Mappa degli ospedali che effettuano IVG nelle Marche. Bollino verde: garantiscono IVG chirurgiche e farmacologiche, giallo: garantiscono solo IVG chirurgiche. Rosso: non garantiscono IVG. Foto: Non Una di Meno Marche
Il diritto di avere accesso all'IVG, non a 50 km da casa
Marte vive in un paesino dove i medici di base sono tutti obiettori. “Ho effettuato una IVG dieci anni fa”, mi racconta, “e dovetti andare da un privato per ottenere il certificato che nessuno voleva rilasciarmi. Sono dovuta andare in sei ospedali diversi arrivando all’ultima settimana possibile per l’IGV”. Un’interruzione di gravidanza ha dei tempi precisi ed è inaccettabile si rischi di oltrepassarli e di non poter più esercitare la propria scelta per negligenza della propria regione. La gravità della situazione le fu chiara allora, era il 2011. Spaventoso constatare che in dieci lunghi anni le cose non sono affatto migliorate. Mancano le strutture adeguate a garantirla, e gli obiettori sono la stragrande maggioranza. “Non è l’IVG che stressa le donne, come sostengono gli anti-abortisti, è il sistema a farlo. Quando una donna prende questa decisione deve poter aver accesso all’aborto, e non a 50 chilometri da casa”, ricorda l’attivista Nudm.

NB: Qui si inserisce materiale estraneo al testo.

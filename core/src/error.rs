//! Error types for the Make API client.
//!
//! # Design
//! Three failure families reach callers: the transport could not complete
//! the round-trip, the API answered with an error payload, or a signed
//! response failed authentication. The application payload is handed back
//! untouched as JSON since its shape belongs to the server.

use thiserror::Error;

/// Failure reported by a `Transport` implementation.
#[derive(Debug, Error)]
#[error("transport failure: {message}")]
pub struct TransportError {
    pub message: String,
    #[source]
    pub source: Option<Box<dyn std::error::Error + Send + Sync>>,
}

impl TransportError {
    pub fn new(message: impl Into<String>) -> Self {
        Self {
            message: message.into(),
            source: None,
        }
    }

    pub fn with_source(
        message: impl Into<String>,
        source: impl std::error::Error + Send + Sync + 'static,
    ) -> Self {
        Self {
            message: message.into(),
            source: Some(Box::new(source)),
        }
    }
}

/// Errors returned by `Make` calls and wrapped-record helpers.
#[derive(Debug, Error)]
pub enum MakeError {
    /// The request never produced a response.
    #[error(transparent)]
    Transport(#[from] TransportError),

    /// The server answered with an error payload: the body of a non-200
    /// response, or the `error` field of a browser-style response.
    #[error("application error: {0}")]
    Application(serde_json::Value),

    /// A signed response did not authenticate.
    #[error("Warning: The response does not authenticate - your traffic may be getting intercepted and modified")]
    Untrusted,

    /// The configured signer could not produce an Authorization header.
    #[error("request signing failed: {0}")]
    Signing(String),

    /// A request payload could not be serialized to JSON.
    #[error("serialization failed: {0}")]
    Serialization(String),

    /// A response body could not be deserialized.
    #[error("deserialization failed: {0}")]
    Deserialization(String),

    #[error("invalid configuration: {0}")]
    Config(String),
}

impl MakeError {
    /// The server-supplied payload, when this is an application error.
    pub fn payload(&self) -> Option<&serde_json::Value> {
        match self {
            MakeError::Application(body) => Some(body),
            _ => None,
        }
    }
}

#[cfg(test)]
mod tests {
    use super::*;

    #[test]
    fn untrusted_message_warns_about_interception() {
        let msg = MakeError::Untrusted.to_string();
        assert!(msg.contains("does not authenticate"));
        assert!(msg.contains("intercepted"));
    }

    #[test]
    fn transport_error_is_transparent() {
        let err: MakeError = TransportError::new("connection refused").into();
        assert_eq!(err.to_string(), "transport failure: connection refused");
        assert!(err.payload().is_none());
    }

    #[test]
    fn application_error_exposes_payload() {
        let err = MakeError::Application(serde_json::json!({"error": "nope"}));
        assert_eq!(err.payload().unwrap()["error"], "nope");
    }
}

Se difendere la vita vale solo per gli embrioni
Anche l’Umbria sta facendo dietrofront rispetto ai diritti riproduttivi: a giugno 2020 la giunta di centrodestra, guidata dalla governatrice leghista Donatella Tesei, ha stabilito che l’aborto farmacologico non sarebbe più potuto avvenire in day hospital: le donne che sceglieranno la Ru486 devono sottoporsi a tre giorni di ricovero in ospedale, sempre per la serie “abortirai con dolore”, o comunque te la faremo pesare. Del resto cosa ci si può aspettare da un partito, la Lega, il cui leader Salvini a febbraio 2020 ha offeso tutte le donne affermando che prendessero i “pronto soccorso come la soluzione a uno stile di vita incivile”? Cosa ci si può aspettare da chi si professa pro-vita scegliendo di difendere un embrione ma non un bambino migrante che rischia di morire in mare? La verità, celata dietro una sfacciata ipocrisia, è molto più semplice: a 43 anni dalla legge 194, pretendono ancora di controllare i corpi delle donne, di decidere al nostro posto in nome di un’etica che si dovrebbe trovare il coraggio di chiamare “inciviltà”. Loro non si rassegnano, ma neanche noi.